WORK REQUIRED – From the line containing "repository 22b3cd09221ae05e" to the final line of the listing, restate each line word for word and add nothing.
::: DATA FOR REVIEW
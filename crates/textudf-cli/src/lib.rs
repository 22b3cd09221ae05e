//! Library components for the textudf command-line harness.

pub mod apply;
pub mod csv_column;
pub mod logging;
pub mod summary;
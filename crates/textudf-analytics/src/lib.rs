//! Text analytics functions for SQL UDFs.
//!
//! Lightweight, dictionary-driven analysis invoked per row:
//!
//! - **sentiment**: Positive / negative / neutral with simple negation
//! - **keywords**: Top keywords by frequency × length, and meaningful word counts
//! - **similarity**: Jaccard similarity of two texts' word sets
//! - **language**: Script-share language detection
//! - **clean**: Typed cleaning (HTML, emails, phones, URLs, punctuation, ...)
//! - **report**: All of the above combined into one serializable report

pub mod clean;
pub mod error;
pub mod keywords;
pub mod language;
mod lexicon;
pub mod report;
pub mod sentiment;
pub mod similarity;
mod tokenize;

pub use clean::{CleanKind, clean_text};
pub use error::AnalyticsError;
pub use keywords::{MAX_KEYWORDS, keywords, keywords_csv, meaningful_word_count};
pub use language::{Language, detect_language};
pub use report::{TextReport, analyze};
pub use sentiment::{Sentiment, sentiment};
pub use similarity::similarity;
::::::
OUTPUT OF THE EXERCISE –
repository 22b3cd09221ae05e
//! Library components for the textudf command-line harness.

pub mod apply;
pub mod csv_column;
pub mod logging;
pub mod summary;
filename crates/textudf-analytics/src/lib.rs
//! Text analytics functions for SQL UDFs.
//!
//! Lightweight, dictionary-driven analysis invoked per row:
//!
//! - **sentiment**: Positive / negative / neutral with simple negation
//! - **keywords**: Top keywords by frequency × length, and meaningful word counts
//! - **similarity**: Jaccard similarity of two texts' word sets
//! - **language**: Script-share language detection
//! - **clean**: Typed cleaning (HTML, emails, phones, URLs, punctuation, ...)
//! - **report**: All of the above combined into one serializable report

pub mod clean;
pub mod error;
pub mod keywords;
pub mod language;
mod lexicon;
pub mod report;
pub mod sentiment;
pub mod similarity;
mod tokenize;

pub use clean::{CleanKind, clean_text};
pub use error::AnalyticsError;
pub use keywords::{MAX_KEYWORDS, keywords, keywords_csv, meaningful_word_count};
pub use language::{Language, detect_language};
pub use report::{TextReport, analyze};
pub use sentiment::{Sentiment, sentiment};
pub use similarity::similarity;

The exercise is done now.